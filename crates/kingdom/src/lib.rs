//! Kingdom: tile-placement legality and territory scoring for
//! Kingdomino-style games.
//!
//! This is the top-level facade crate that re-exports the public API from
//! all Kingdom sub-crates.
//!
//! # Quick start
//!
//! ```rust
//! use kingdom::prelude::*;
//!
//! let mut board = Board::new(Rules::default().with_harmony());
//! let domino = Domino::new(
//!     1,
//!     Tile::new(Suit::Forest, 1),
//!     Tile::new(Suit::Forest, 2),
//! );
//!
//! // Every legal placement, both orientations, each listed once.
//! let plays = board.valid_plays(domino, None, None);
//! assert!(!plays.is_empty());
//!
//! board.play(Play::new(domino, Point::new(4, 5), Direction::East)).unwrap();
//! assert_eq!(board.crowns_and_tiles(), vec![(3, 2)]);
//! // 3 crowns x 2 tiles, plus the Harmony bonus.
//! assert_eq!(board.points(), 11);
//! ```
//!
//! # Modules
//!
//! | Module | Sub-crate | Contents |
//! |--------|-----------|----------|
//! | [`types`] | `kingdom-core` | Points, directions, suits, tiles, dominoes, errors |
//! | [`space`] | `kingdom-space` | Grid, placements, union-find |
//! | [`board`] | `kingdom-board` | Validation, placement, scoring, rule variants |
//! | [`draft`] | `kingdom-draft` | Catalog, deck, draft line, game orchestration |

#![deny(missing_docs)]
#![deny(rustdoc::broken_intra_doc_links)]
#![forbid(unsafe_code)]

/// Core value types and errors (`kingdom-core`).
pub use kingdom_core as types;

/// Grid storage, placement descriptors, and the region union-find
/// (`kingdom-space`).
pub use kingdom_space as space;

/// A single player's kingdom: validation, placement, scoring
/// (`kingdom-board`).
pub use kingdom_board as board;

/// Catalog loading, seeded decks, and the draft cycle (`kingdom-draft`).
pub use kingdom_draft as draft;

/// Common imports for typical Kingdom usage.
///
/// ```rust
/// use kingdom::prelude::*;
/// ```
pub mod prelude {
    // Core types
    pub use kingdom_core::{Direction, Domino, PlayerId, Point, Suit, Tile};

    // Errors
    pub use kingdom_core::{InvalidPlay, Rejection};
    pub use kingdom_draft::{CatalogError, ConfigError, DraftError};

    // Space
    pub use kingdom_space::{Grid, Play};

    // Board
    pub use kingdom_board::{Board, Rules, Score};

    // Draft
    pub use kingdom_draft::{Catalog, Game, GameConfig, Phase, Placement};
}
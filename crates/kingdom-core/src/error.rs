//! Error types shared across the workspace.
//!
//! [`InvalidPlay`] is the single rejection raised by placement validation.
//! It is recoverable: callers pick another placement or discard.

use std::error::Error;
use std::fmt;

use crate::geometry::Point;

/// Which validation check rejected a placement.
///
/// Checks run in this order and the first failure is reported.
#[derive(Clone, Copy, Debug, PartialEq, Eq, Hash)]
pub enum Rejection {
    /// At least one target cell already holds a tile.
    Occupied,
    /// A target cell is off the grid or would stretch the kingdom past its
    /// maximum width or height.
    OutOfBounds,
    /// Neither half touches a compatible tile (same suit or the castle).
    Disconnected,
}

impl fmt::Display for Rejection {
    fn fmt(&self, f: &mut fmt::Formatter<'_>) -> fmt::Result {
        match self {
            Self::Occupied => write!(f, "target cell is occupied"),
            Self::OutOfBounds => write!(f, "target cell is out of bounds"),
            Self::Disconnected => write!(f, "no compatible neighbouring tile"),
        }
    }
}

/// A placement failed validation.
#[derive(Clone, Copy, Debug, PartialEq, Eq)]
pub struct InvalidPlay {
    /// The two cells the placement tried to occupy, anchor first.
    pub points: (Point, Point),
    /// The failing check.
    pub reason: Rejection,
}

impl fmt::Display for InvalidPlay {
    fn fmt(&self, f: &mut fmt::Formatter<'_>) -> fmt::Result {
        let (a, b) = self.points;
        write!(f, "invalid play at {a}-{b}: {}", self.reason)
    }
}

impl Error for InvalidPlay {}

/// Text could not be parsed into a core value.
#[derive(Clone, Debug, PartialEq, Eq)]
pub enum ParseError {
    /// Not one of the six terrain names.
    UnknownSuit {
        /// The rejected input.
        input: String,
    },
    /// Not a direction name or abbreviation.
    UnknownDirection {
        /// The rejected input.
        input: String,
    },
}

impl fmt::Display for ParseError {
    fn fmt(&self, f: &mut fmt::Formatter<'_>) -> fmt::Result {
        match self {
            Self::UnknownSuit { input } => write!(f, "unknown suit '{input}'"),
            Self::UnknownDirection { input } => write!(f, "unknown direction '{input}'"),
        }
    }
}

impl Error for ParseError {}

TASK: Everything in the listing is to be restated exactly.

TASK RESPONSE:
filename crates/kingdom/src/lib.rs
//! Kingdom: tile-placement legality and territory scoring for
//! Kingdomino-style games.
//!
//! This is the top-level facade crate that re-exports the public API from
//! all Kingdom sub-crates.
//!
//! # Quick start
//!
//! ```rust
//! use kingdom::prelude::*;
//!
//! let mut board = Board::new(Rules::default().with_harmony());
//! let domino = Domino::new(
//!     1,
//!     Tile::new(Suit::Forest, 1),
//!     Tile::new(Suit::Forest, 2),
//! );
//!
//! // Every legal placement, both orientations, each listed once.
//! let plays = board.valid_plays(domino, None, None);
//! assert!(!plays.is_empty());
//!
//! board.play(Play::new(domino, Point::new(4, 5), Direction::East)).unwrap();
//! assert_eq!(board.crowns_and_tiles(), vec![(3, 2)]);
//! // 3 crowns x 2 tiles, plus the Harmony bonus.
//! assert_eq!(board.points(), 11);
//! ```
//!
//! # Modules
//!
//! | Module | Sub-crate | Contents |
//! |--------|-----------|----------|
//! | [`types`] | `kingdom-core` | Points, directions, suits, tiles, dominoes, errors |
//! | [`space`] | `kingdom-space` | Grid, placements, union-find |
//! | [`board`] | `kingdom-board` | Validation, placement, scoring, rule variants |
//! | [`draft`] | `kingdom-draft` | Catalog, deck, draft line, game orchestration |

#![deny(missing_docs)]
#![deny(rustdoc::broken_intra_doc_links)]
#![forbid(unsafe_code)]

/// Core value types and errors (`kingdom-core`).
pub use kingdom_core as types;

/// Grid storage, placement descriptors, and the region union-find
/// (`kingdom-space`).
pub use kingdom_space as space;

/// A single player's kingdom: validation, placement, scoring
/// (`kingdom-board`).
pub use kingdom_board as board;

/// Catalog loading, seeded decks, and the draft cycle (`kingdom-draft`).
pub use kingdom_draft as draft;

/// Common imports for typical Kingdom usage.
///
/// ```rust
/// use kingdom::prelude::*;
/// ```
pub mod prelude {
    // Core types
    pub use kingdom_core::{Direction, Domino, PlayerId, Point, Suit, Tile};

    // Errors
    pub use kingdom_core::{InvalidPlay, Rejection};
    pub use kingdom_draft::{CatalogError, ConfigError, DraftError};

    // Space
    pub use kingdom_space::{Grid, Play};

    // Board
    pub use kingdom_board::{Board, Rules, Score};

    // Draft
    pub use kingdom_draft::{Catalog, Game, GameConfig, Phase, Placement};
}
filename crates/kingdom-core/src/error.rs
//! Error types shared across the workspace.
//!
//! [`InvalidPlay`] is the single rejection raised by placement validation.
//! It is recoverable: callers pick another placement or discard.

use std::error::Error;
use std::fmt;

use crate::geometry::Point;

/// Which validation check rejected a placement.
///
/// Checks run in this order and the first failure is reported.
#[derive(Clone, Copy, Debug, PartialEq, Eq, Hash)]
pub enum Rejection {
    /// At least one target cell already holds a tile.
    Occupied,
    /// A target cell is off the grid or would stretch the kingdom past its
    /// maximum width or height.
    OutOfBounds,
    /// Neither half touches a compatible tile (same suit or the castle).
    Disconnected,
}

impl fmt::Display for Rejection {
    fn fmt(&self, f: &mut fmt::Formatter<'_>) -> fmt::Result {
        match self {
            Self::Occupied => write!(f, "target cell is occupied"),
            Self::OutOfBounds => write!(f, "target cell is out of bounds"),
            Self::Disconnected => write!(f, "no compatible neighbouring tile"),
        }
    }
}

/// A placement failed validation.
#[derive(Clone, Copy, Debug, PartialEq, Eq)]
pub struct InvalidPlay {
    /// The two cells the placement tried to occupy, anchor first.
    pub points: (Point, Point),
    /// The failing check.
    pub reason: Rejection,
}

impl fmt::Display for InvalidPlay {
    fn fmt(&self, f: &mut fmt::Formatter<'_>) -> fmt::Result {
        let (a, b) = self.points;
        write!(f, "invalid play at {a}-{b}: {}", self.reason)
    }
}

impl Error for InvalidPlay {}

/// Text could not be parsed into a core value.
#[derive(Clone, Debug, PartialEq, Eq)]
pub enum ParseError {
    /// Not one of the six terrain names.
    UnknownSuit {
        /// The rejected input.
        input: String,
    },
    /// Not a direction name or abbreviation.
    UnknownDirection {
        /// The rejected input.
        input: String,
    },
}

impl fmt::Display for ParseError {
    fn fmt(&self, f: &mut fmt::Formatter<'_>) -> fmt::Result {
        match self {
            Self::UnknownSuit { input } => write!(f, "unknown suit '{input}'"),
            Self::UnknownDirection { input } => write!(f, "unknown direction '{input}'"),
        }
    }
}

impl Error for ParseError {}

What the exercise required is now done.